LEXINGTON, Ky. (AP) -- Mattress maker Tempur-Pedic's profit dropped in the fourth quarter, in part because of costs associated with its planned acquisition of rival Sealy. But its adjusted earnings weren't as bad as analysts had feared, and shares soared in after-hours trading Thursday.
Tempur-Pedic is seeing signs of stabilization in its North American business, said CEO Mark Sarvary. It plans to announce new products at an industry show next week that it believes will help grow its business in North America in 2013. Mattress makers have been dealing with cost-conscious consumers wary of big purchases, and have increased promotions to tempt them.
The company gave a profit outlook for 2013 that fell short of analyst expectations, but the guidance didn't include any potential benefit from Tempur-Pedic's pending acquisition of competitor Sealy Corp. Tempur-Pedic said Thursday that the $228.6 million deal is on track to be complete in the first half of the year. The acquisition is expected to give Tempur-Pedic an edge in the competitive mattress industry as it will broaden its array of products.
Tempur-Pedic International Inc. said after the market closed that it earned $23.5 million, or 39 cents per share, for the quarter that ended Dec. 31. That is down from $56.3 million, or 84 cents per share, earned in the same quarter of the prior year.
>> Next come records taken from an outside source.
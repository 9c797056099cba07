//! The interactive session loop.
//!
//! A numbered menu dispatches to a chat sub-loop, transcript restore, or
//! system-message editing.  [`Session::run_until`] races the whole loop
//! against an interrupt future; whichever way the loop ends, the
//! accumulated transcript is written before returning.

use std::future::Future;

use tracing::{info, warn};

use crate::agent::Agent;
use crate::console::Console;
use crate::session::{TranscriptStore, Turn};
use crate::system_message::SystemMessageStore;
use crate::utils::truncate_str;

/// Input that leaves the chat sub-loop unless configured otherwise.
pub const DEFAULT_QUIT_TOKEN: &str = "exit";

const MENU: &str = "\n--- Menu ---\n\
1. Start a new conversation\n\
2. Restore the previous conversation\n\
3. Edit the system message\n\
4. Exit";

/// A parsed top-level menu selection.
#[derive(Debug, Clone, Copy, PartialEq, Eq)]
pub enum MenuChoice {
    NewConversation,
    Restore,
    EditSystemMessage,
    Exit,
}

impl MenuChoice {
    /// Parse the user's menu input; `None` for anything not on the menu.
    pub fn parse(input: &str) -> Option<Self> {
        match input.trim().parse::<u32>().ok()? {
            1 => Some(Self::NewConversation),
            2 => Some(Self::Restore),
            3 => Some(Self::EditSystemMessage),
            4 => Some(Self::Exit),
            _ => None,
        }
    }
}

/// How [`Session::run_until`] finished.
#[derive(Debug, Clone, Copy, PartialEq, Eq)]
pub enum Outcome {
    /// The user chose exit or closed the input.
    Exited,
    /// The interrupt future completed first.
    Interrupted,
}

pub struct Session<A> {
    agent: A,
    transcripts: TranscriptStore,
    system_messages: SystemMessageStore,
    quit_token: String,
    transcript: Vec<Turn>,
    /// Set when `transcript` differs from what was last loaded or saved.
    dirty: bool,
}

impl<A: Agent> Session<A> {
    pub fn new(
        agent: A,
        transcripts: TranscriptStore,
        system_messages: SystemMessageStore,
    ) -> Self {
        Self {
            agent,
            transcripts,
            system_messages,
            quit_token: DEFAULT_QUIT_TOKEN.to_string(),
            transcript: Vec::new(),
            dirty: false,
        }
    }

    pub fn with_quit_token(mut self, token: impl Into<String>) -> Self {
        self.quit_token = token.into();
        self
    }

    pub fn agent(&self) -> &A {
        &self.agent
    }

    /// The in-memory transcript of the current conversation.
    pub fn transcript(&self) -> &[Turn] {
        &self.transcript
    }

    /// Run the menu loop until the user exits or `interrupt` resolves,
    /// then persist the transcript.
    pub async fn run_until<C, F>(&mut self, console: &mut C, interrupt: F) -> anyhow::Result<Outcome>
    where
        C: Console,
        F: Future<Output = ()>,
    {
        let result = tokio::select! {
            res = self.menu_loop(console) => res.map(|()| Outcome::Exited),
            () = interrupt => Ok(Outcome::Interrupted),
        };

        if matches!(result, Ok(Outcome::Interrupted)) {
            console.say("\nInterrupted. Saving the conversation.");
            info!(turns = self.transcript.len(), "interrupted, saving transcript");
        }
        self.save().await?;
        result
    }

    /// Write the transcript if it changed since the last load or save.
    pub async fn save(&mut self) -> anyhow::Result<()> {
        if !self.dirty {
            return Ok(());
        }
        self.transcripts.save(&self.transcript).await?;
        self.dirty = false;
        Ok(())
    }

    async fn menu_loop<C: Console>(&mut self, console: &mut C) -> anyhow::Result<()> {
        loop {
            console.say(MENU);
            let Some(line) = console.read_line("Choose an option: ").await? else {
                return Ok(());
            };

            match MenuChoice::parse(&line) {
                Some(MenuChoice::NewConversation) => {
                    self.agent.reset();
                    self.transcript.clear();
                    info!("new conversation");
                    self.chat(console).await?;
                }
                Some(MenuChoice::Restore) => {
                    self.restore(console).await?;
                    self.chat(console).await?;
                }
                Some(MenuChoice::EditSystemMessage) => self.edit_system_message(console).await?,
                Some(MenuChoice::Exit) => return Ok(()),
                None => console.say("Please enter a number from 1 to 4."),
            }
        }
    }

    async fn restore<C: Console>(&mut self, console: &mut C) -> anyhow::Result<()> {
        let previous = match self.transcripts.load().await {
            Ok(turns) => turns,
            Err(e) => {
                warn!(error = %e, "cannot restore transcript");
                console.say(&format!(
                    "Could not read the previous conversation ({e:#}). Starting a new one."
                ));
                Vec::new()
            }
        };
        if previous.is_empty() {
            console.say("There is no previous conversation. Starting a new one.");
            self.agent.reset();
            self.transcript.clear();
            return Ok(());
        }

        self.agent.load(&previous);
        console.say(&format!("Restored {} turn(s).", previous.len()));
        if let Some(last) = previous.last() {
            console.say(&format!("[{}] {}", last.role, truncate_str(&last.content, 500)));
        }
        info!(turns = previous.len(), "conversation restored");
        self.transcript = previous;
        self.dirty = false;
        Ok(())
    }

    async fn chat<C: Console>(&mut self, console: &mut C) -> anyhow::Result<()> {
        console.say(&format!(
            "Type '{}' to return to the menu.",
            self.quit_token
        ));

        while let Some(line) = console.read_line("> ").await? {
            let trimmed = line.trim();
            if trimmed.is_empty() {
                continue;
            }
            if trimmed == self.quit_token {
                break;
            }

            match self.agent.chat(&line).await {
                Ok(turns) => {
                    for turn in turns.iter().filter(|t| t.role != "user") {
                        console.say(&turn.content);
                    }
                    self.transcript.extend(turns);
                    self.dirty = true;
                }
                Err(e) => {
                    warn!(error = %e, "agent turn failed");
                    console.say(&format!("Agent error: {e:#}"));
                }
            }
        }

        self.save().await
    }

    async fn edit_system_message<C: Console>(&mut self, console: &mut C) -> anyhow::Result<()> {
        let current = self.agent.system_message();
        console.say("Current system message:");
        console.say(if current.is_empty() { "(empty)" } else { current });

        let Some(mode) = console.read_line("1. Replace  2. Append  [1]: ").await? else {
            return Ok(());
        };
        let append = match mode.trim() {
            "" | "1" => false,
            "2" => true,
            _ => {
                console.say("Unknown choice; system message unchanged.");
                return Ok(());
            }
        };

        let Some(text) = console.read_line("New text: ").await? else {
            return Ok(());
        };
        if text.trim().is_empty() {
            console.say("System message unchanged.");
            return Ok(());
        }

        let updated = if append {
            self.system_messages.append(&text)?
        } else {
            self.system_messages.replace(&text)?;
            text
        };
        self.agent.set_system_message(updated);
        console.say("System message saved.");
        Ok(())
    }
}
After adjusting for a tax provision, costs associated with the Sealy deal and other special items, it earned 60 cents per share — still down from 84 cents per share the year before. Analysts polled by FactSet had expected the company to earn 55 cents per share in the most recent quarter.
Revenue fell 7 percent to $341.1 million from $366.8 million. Its North American sales fell 9 percent and its international sales fell 4 percent on weaker demand for mattresses and pillows. Analysts had expected a steeper revenue drop to $339.1 million.
For this year, Tempur-Pedic expects to earn an adjusted profit of $2.55 per share on revenue of about $1.43 billion. Analysts had forecast earnings of $2.73 per share on revenue of $1.43 billion for the year.
The forecast does not include costs of buying Sealy, and it also doesn't include any potential sales contribution from Sealy. The company will update its 2013 guidance after the Sealy deal is done.
Shares jumped $7.16, or 19 percent, to $45.51 in after-hours trading. Its stock had increased more than 9 percent to close regular trading at $38.35. Shares have gained 50 percent over the past three months, but are still down 39 percent in the last 52 weeks.